**What the exercise asks**
Look through the records below for the line with "a saved bracket" and the line with "Roster for alias", then return those lines and all lines between, exactly.

**Available records**
★ ★ ★ ★ ★ ★ ★

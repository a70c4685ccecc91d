//! Serve command - start the tournament server
//!
//! ## Architecture (4-layer granularity)
//!
//! - Level 1: run() - orchestration
//! - Level 2: configure_server(), start_server()
//! - Level 3: (delegated to knockout-server crate)
//! - Level 4: configuration validation

use std::path::{Path, PathBuf};

use anyhow::Result;
use clap::Args;

use knockout_server::{run_server, ServerConfig};

// ============================================================================
// COMMAND ARGUMENTS (Level 4 - Configuration)
// ============================================================================

#[derive(Args)]
pub struct ServerArgs {
    /// Port number to listen on
    #[arg(long, default_value = "8002")]
    pub port: u16,

    /// Directory containing the built front end
    #[arg(long, default_value = "frontend/dist")]
    pub static_dir: PathBuf,
}

// ============================================================================
// LEVEL 1 - ORCHESTRATION
// ============================================================================

/// Run serve command: configure, then block on the server
pub fn run(args: ServerArgs) -> Result<()> {
    let config = configure_server(&args)?;
    start_server(config)
}

// ============================================================================
// LEVEL 2 - PHASES
// ============================================================================

fn configure_server(args: &ServerArgs) -> Result<ServerConfig> {
    check_static_dir(&args.static_dir)?;

    Ok(ServerConfig {
        port: args.port,
        static_dir: args.static_dir.to_string_lossy().to_string(),
    })
}

fn start_server(config: ServerConfig) -> Result<()> {
    let runtime = tokio::runtime::Runtime::new()?;
    runtime.block_on(run_server(config))
}

// ============================================================================
// LEVEL 3 - STEPS
// ============================================================================

/// A missing directory only disables the front end; a file is an error
fn check_static_dir(path: &Path) -> Result<()> {
    if !path.exists() {
        tracing::warn!(
            "Static directory does not exist: {}. API only.",
            path.display()
        );
    } else if !path.is_dir() {
        anyhow::bail!("Static path is not a directory: {}", path.display());
    }

    Ok(())
}

// ============================================================================
// TESTS
// ============================================================================
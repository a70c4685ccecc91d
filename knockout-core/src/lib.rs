//! Knockout Core - Single-elimination bracket engine
//!
//! This crate provides the bracket logic shared by every front end:
//! - Roster types (player ids, aliases)
//! - Slots and slot resolution
//! - Bracket construction with bye padding
//! - Status derivation and bye propagation
//! - Winner recording and the ready queue
//! - JSON snapshots
//!
//! All mutation goes through [`Bracket::set_winner`], [`Bracket::clear_winner`]
//! and [`Bracket::mark_in_progress`]; each of them leaves the bracket settled.

pub mod bracket;
pub mod builder;
pub mod error;
pub mod queue;
pub mod registry;
pub mod roster;
pub mod slot;
pub mod snapshot;
pub mod status;

// Re-exports for convenient access
pub use bracket::{Bracket, BracketSnapshot, Match, MatchId, MatchStatus};
pub use error::{BracketError, Result};
pub use queue::Pairing;
pub use roster::{Player, PlayerId, Roster};
pub use slot::{Resolved, Slot};
//! Status derivation and bye propagation
//!
//! Statuses are never authoritative: they are recomputed from recorded
//! winners, resolved slots and the started marker. Matches are visited in
//! (round, order) order so a round always sees the fresh state of the round
//! that feeds it.

use crate::bracket::{Bracket, Match, MatchStatus};
use crate::slot::Resolved;

impl Bracket {
    /// Recompute every match status
    ///
    /// Total and idempotent. Priority: recorded winner, then two concrete
    /// players (ready, or in progress once started), then a vacant bye-vs-bye
    /// match, otherwise pending.
    pub fn refresh_statuses(&mut self) {
        for r in 0..self.rounds.len() {
            for o in 0..self.rounds[r].len() {
                let (left, right) = self.resolve_sides(&self.rounds[r][o]);
                let m = &mut self.rounds[r][o];
                m.status = derive_status(m, left, right);
            }
        }
    }

    /// Auto-complete matches where a player faces an explicit bye
    ///
    /// Repeats full scans until one pass changes nothing. `Unresolved` never
    /// counts as a bye. Returns the number of scans performed, which never
    /// exceeds the match count.
    pub fn advance_byes(&mut self) -> usize {
        let limit = self.match_count().max(1);
        let mut passes = 0;

        loop {
            passes += 1;
            let mut advanced = 0;

            for r in 0..self.rounds.len() {
                for o in 0..self.rounds[r].len() {
                    if self.rounds[r][o].winner.is_some() {
                        continue;
                    }
                    let winner = match self.resolve_sides(&self.rounds[r][o]) {
                        (Resolved::Player(id), Resolved::Bye) | (Resolved::Bye, Resolved::Player(id)) => id,
                        _ => continue,
                    };

                    let m = &mut self.rounds[r][o];
                    m.winner = Some(winner);
                    m.status = MatchStatus::Completed;
                    advanced += 1;
                    tracing::debug!("Match {} auto-advanced player {} past a bye", m.id, winner);
                }
            }

            if advanced == 0 || passes >= limit {
                break;
            }
        }

        passes
    }

    /// Run status derivation and bye propagation to quiescence
    pub fn settle(&mut self) {
        self.refresh_statuses();
        self.advance_byes();
        self.refresh_statuses();
    }
}

fn derive_status(m: &mut Match, left: Resolved, right: Resolved) -> MatchStatus {
    if m.winner.is_some() {
        return MatchStatus::Completed;
    }

    match (left, right) {
        (Resolved::Player(_), Resolved::Player(_)) => {
            if m.started {
                MatchStatus::InProgress
            } else {
                MatchStatus::Ready
            }
        }
        (Resolved::Bye, Resolved::Bye) => {
            m.started = false;
            MatchStatus::Completed
        }
        _ => {
            m.started = false;
            MatchStatus::Pending
        }
    }
}
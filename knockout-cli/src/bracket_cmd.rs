//! Bracket commands - seed a bracket and inspect it
//!
//! ## Architecture (4-layer granularity)
//!
//! - Level 1: run_seed(), run_show(), run_ready() - orchestration
//! - Level 2: load_bracket(), load_aliases(), print_*()
//! - Level 3: describe_side()
//! - Level 4: command arguments

use std::path::{Path, PathBuf};

use anyhow::Result;
use clap::Args;
use serde::Serialize;

use knockout_core::{snapshot, Bracket, MatchId, Resolved, Roster, Slot};
use knockout_tournament::Seeding;

// ============================================================================
// COMMAND ARGUMENTS (Level 4 - Configuration)
// ============================================================================

#[derive(Args)]
pub struct SeedArgs {
    /// Roster JSON file (array of players)
    #[arg(long, value_name = "FILE")]
    pub roster: PathBuf,

    /// Where to write the bracket
    #[arg(long, value_name = "FILE")]
    pub out: PathBuf,

    /// Shuffle the roster before pairing
    #[arg(long)]
    pub shuffle: bool,

    /// Seed for a reproducible shuffle
    #[arg(long, requires = "shuffle")]
    pub seed: Option<u64>,
}

#[derive(Args)]
pub struct ShowArgs {
    /// Bracket JSON file
    #[arg(long, value_name = "FILE")]
    pub bracket: PathBuf,

    /// Roster file used to print aliases instead of ids
    #[arg(long, value_name = "FILE")]
    pub roster: Option<PathBuf>,

    /// Output as JSON
    #[arg(long)]
    pub json: bool,
}

/// Ready match as printed by `ready --json`
#[derive(Serialize)]
struct ReadyLine {
    match_id: MatchId,
    round: String,
    left: String,
    right: String,
}

// ============================================================================
// LEVEL 1 - ORCHESTRATION
// ============================================================================

/// Build a bracket from a roster and save it
pub fn run_seed(args: SeedArgs) -> Result<()> {
    let roster = Roster::load(&args.roster)?;

    let seeding = if args.shuffle {
        Seeding::Shuffled { seed: args.seed }
    } else {
        Seeding::AsListed
    };
    let arranged = seeding.arrange(&roster, 0);

    let bracket = Bracket::from_roster(&arranged)?;
    snapshot::save(&bracket, &args.out)?;

    println!(
        "Seeded {} players into a bracket of {} ({} rounds, {} byes) -> {}",
        roster.len(),
        bracket.size(),
        bracket.round_count(),
        bracket.bye_count(),
        args.out.display()
    );
    Ok(())
}

/// Print every round of a saved bracket
pub fn run_show(args: ShowArgs) -> Result<()> {
    let bracket = load_bracket(&args.bracket)?;

    if args.json {
        println!("{}", snapshot::to_json(&bracket)?);
        return Ok(());
    }

    let aliases = load_aliases(args.roster.as_deref())?;
    print_rounds(&bracket, &aliases);
    Ok(())
}

/// Print the matches that can be played now
pub fn run_ready(args: ShowArgs) -> Result<()> {
    let bracket = load_bracket(&args.bracket)?;
    let aliases = load_aliases(args.roster.as_deref())?;

    let lines: Vec<ReadyLine> = bracket
        .ready_pairings()
        .into_iter()
        .map(|p| ReadyLine {
            match_id: p.match_id,
            round: bracket.round_label(p.round),
            left: aliases.alias_of(p.left),
            right: aliases.alias_of(p.right),
        })
        .collect();

    if args.json {
        println!("{}", serde_json::to_string_pretty(&lines)?);
    } else if lines.is_empty() {
        match bracket.champion() {
            Some(champion) => println!("Bracket complete, champion: {}", aliases.alias_of(champion)),
            None => println!("No match is ready"),
        }
    } else {
        for line in &lines {
            println!("[{}] {}: {} vs {}", line.match_id, line.round, line.left, line.right);
        }
    }
    Ok(())
}

// ============================================================================
// LEVEL 2 - PHASES
// ============================================================================

pub(crate) fn load_bracket(path: &Path) -> Result<Bracket> {
    snapshot::load(path)
}

/// Roster for alias lookups; ids print as `#id` without one
fn load_aliases(path: Option<&Path>) -> Result<Roster> {
    match path {
        Some(path) => Roster::load(path),
        None => Ok(Roster::default()),
    }
}

fn print_rounds(bracket: &Bracket, aliases: &Roster) {
    for (index, round) in bracket.rounds().iter().enumerate() {
        println!("{}", bracket.round_label(index));
        for m in round {
            let (left, right) = bracket.resolve_sides(m);
            let winner = m
                .winner
                .map(|id| format!(" -> {}", aliases.alias_of(id)))
                .unwrap_or_default();
            println!(
                "  [{}] {} vs {}  {}{}",
                m.id,
                describe_side(aliases, &m.left, left),
                describe_side(aliases, &m.right, right),
                m.status,
                winner
            );
        }
    }

    if let Some(champion) = bracket.champion() {
        println!("Champion: {}", aliases.alias_of(champion));
    }
}

// ============================================================================
// LEVEL 3 - STEPS
// ============================================================================

fn describe_side(aliases: &Roster, slot: &Slot, resolved: Resolved) -> String {
    match (resolved, slot) {
        (Resolved::Player(id), _) => aliases.alias_of(id),
        (Resolved::Bye, _) => "bye".to_string(),
        (Resolved::Unresolved, slot) => slot.to_string(),
    }
}

// ============================================================================
// TESTS
// ============================================================================
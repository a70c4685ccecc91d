//! Configuration types for tournaments
//!
//! Level 4 - Utilities and configuration

use knockout_core::Roster;
use rand::seq::SliceRandom;
use rand::SeedableRng;
use rand_chacha::ChaCha8Rng;
use serde::{Deserialize, Serialize};

/// How participants are placed into round 0
#[derive(Clone, Copy, Debug, Default, PartialEq, Eq, Serialize, Deserialize)]
#[serde(tag = "mode", rename_all = "snake_case")]
pub enum Seeding {
    /// Join order
    #[default]
    AsListed,
    /// Random draw (seeded for reproducibility, entropy when `None`)
    Shuffled { seed: Option<u64> },
}

impl Seeding {
    /// Order a roster for the given draw number
    ///
    /// Each draw of a seeded shuffle uses a different stream so that a reseed
    /// produces a new bracket.
    pub fn arrange(&self, roster: &Roster, draw: u64) -> Roster {
        match *self {
            Seeding::AsListed => roster.clone(),
            Seeding::Shuffled { seed } => {
                let mut rng = match seed {
                    Some(seed) => ChaCha8Rng::seed_from_u64(seed.wrapping_add(draw)),
                    None => ChaCha8Rng::from_entropy(),
                };
                let mut players = roster.players().to_vec();
                players.shuffle(&mut rng);
                Roster::new(players)
            }
        }
    }
}

/// Tournament configuration
#[derive(Clone, Debug, PartialEq, Eq, Serialize, Deserialize)]
pub struct TournamentConfig {
    /// Registration cap
    pub max_players: usize,
    /// Round-0 placement
    pub seeding: Seeding,
}

impl Default for TournamentConfig {
    fn default() -> Self {
        Self {
            max_players: 8,
            seeding: Seeding::AsListed,
        }
    }
}

impl TournamentConfig {
    /// Create config for a random draw
    pub fn shuffled(seed: Option<u64>) -> Self {
        Self {
            seeding: Seeding::Shuffled { seed },
            ..Default::default()
        }
    }

    /// Set registration cap
    pub fn with_max_players(mut self, max_players: usize) -> Self {
        self.max_players = max_players;
        self
    }

    /// Set seeding mode
    pub fn with_seeding(mut self, seeding: Seeding) -> Self {
        self.seeding = seeding;
        self
    }
}
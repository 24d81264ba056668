//! Byte streams over an open device handle.
//!
//! [`DeviceReader`] and [`DeviceWriter`] share one [`PortHandle`]. Reads and
//! writes go straight to the descriptor with no buffering. Once the handle is
//! closed every operation fails with `EBADF`.

use std::fs::File;
use std::io::{self, Read, Write};
use std::os::fd::{AsRawFd, IntoRawFd, OwnedFd, RawFd};
use std::sync::{Arc, Mutex, MutexGuard, PoisonError};

use nix::errno::Errno;

/// Owned descriptor that can be closed while streams still refer to it.
///
/// Each operation clones the inner `Arc<File>` and runs outside the lock, so
/// the descriptor is only released once no operation is using it. Its number
/// cannot be handed to another `open` while a stream still writes to it.
#[derive(Debug)]
pub struct PortHandle {
    file: Mutex<Option<Arc<File>>>,
}

impl PortHandle {
    pub fn new(fd: OwnedFd) -> Self {
        PortHandle {
            file: Mutex::new(Some(Arc::new(File::from(fd)))),
        }
    }

    fn slot(&self) -> MutexGuard<'_, Option<Arc<File>>> {
        self.file.lock().unwrap_or_else(PoisonError::into_inner)
    }

    /// raw descriptor, or None once closed
    pub fn raw_fd(&self) -> Option<RawFd> {
        self.slot().as_ref().map(|file| file.as_raw_fd())
    }

    pub fn is_open(&self) -> bool {
        self.slot().is_some()
    }

    /// Release the descriptor. Later calls do nothing.
    ///
    /// When an operation is still in flight on another thread the descriptor
    /// is closed as soon as that operation returns, and no close error can be
    /// reported.
    pub fn close(&self) -> io::Result<()> {
        let Some(file) = self.slot().take() else {
            return Ok(());
        };
        match Arc::try_unwrap(file) {
            Ok(file) => nix::unistd::close(file.into_raw_fd()).map_err(io::Error::from),
            Err(_in_flight) => Ok(()),
        }
    }

    fn file(&self) -> io::Result<Arc<File>> {
        self.slot()
            .clone()
            .ok_or_else(|| io::Error::from(Errno::EBADF))
    }
}

impl Drop for PortHandle {
    fn drop(&mut self) {
        if let Err(e) = self.close() {
            log::warn!("Closing serial handle on drop failed: {e}");
        }
    }
}

/// Read half of a serial device.
#[derive(Clone, Debug)]
pub struct DeviceReader {
    handle: Arc<PortHandle>,
}

/// Write half of a serial device.
#[derive(Clone, Debug)]
pub struct DeviceWriter {
    handle: Arc<PortHandle>,
}

impl DeviceReader {
    pub fn new(handle: Arc<PortHandle>) -> Self {
        DeviceReader { handle }
    }
}

impl DeviceWriter {
    pub fn new(handle: Arc<PortHandle>) -> Self {
        DeviceWriter { handle }
    }
}

impl Read for &DeviceReader {
    fn read(&mut self, buf: &mut [u8]) -> io::Result<usize> {
        (&*self.handle.file()?).read(buf)
    }
}

impl Read for DeviceReader {
    fn read(&mut self, buf: &mut [u8]) -> io::Result<usize> {
        (&*self).read(buf)
    }
}

impl Write for &DeviceWriter {
    fn write(&mut self, buf: &[u8]) -> io::Result<usize> {
        (&*self.handle.file()?).write(buf)
    }

    fn flush(&mut self) -> io::Result<()> {
        (&*self.handle.file()?).flush()
    }
}

impl Write for DeviceWriter {
    fn write(&mut self, buf: &[u8]) -> io::Result<usize> {
        (&*self).write(buf)
    }

    fn flush(&mut self) -> io::Result<()> {
        (&*self).flush()
    }
}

★ ★ ★ ★ ★ ★ ★

**Answer for the task**
/// Print every round of a saved bracket
pub fn run_show(args: ShowArgs) -> Result<()> {
    let bracket = load_bracket(&args.bracket)?;

    if args.json {
        println!("{}", snapshot::to_json(&bracket)?);
        return Ok(());
    }

    let aliases = load_aliases(args.roster.as_deref())?;
    print_rounds(&bracket, &aliases);
    Ok(())
}

/// Print the matches that can be played now
pub fn run_ready(args: ShowArgs) -> Result<()> {
    let bracket = load_bracket(&args.bracket)?;
    let aliases = load_aliases(args.roster.as_deref())?;

    let lines: Vec<ReadyLine> = bracket
        .ready_pairings()
        .into_iter()
        .map(|p| ReadyLine {
            match_id: p.match_id,
            round: bracket.round_label(p.round),
            left: aliases.alias_of(p.left),
            right: aliases.alias_of(p.right),
        })
        .collect();

    if args.json {
        println!("{}", serde_json::to_string_pretty(&lines)?);
    } else if lines.is_empty() {
        match bracket.champion() {
            Some(champion) => println!("Bracket complete, champion: {}", aliases.alias_of(champion)),
            None => println!("No match is ready"),
        }
    } else {
        for line in &lines {
            println!("[{}] {}: {} vs {}", line.match_id, line.round, line.left, line.right);
        }
    }
    Ok(())
}

// ============================================================================
// LEVEL 2 - PHASES
// ============================================================================

pub(crate) fn load_bracket(path: &Path) -> Result<Bracket> {
    snapshot::load(path)
}

/// Roster for alias lookups; ids print as `#id` without one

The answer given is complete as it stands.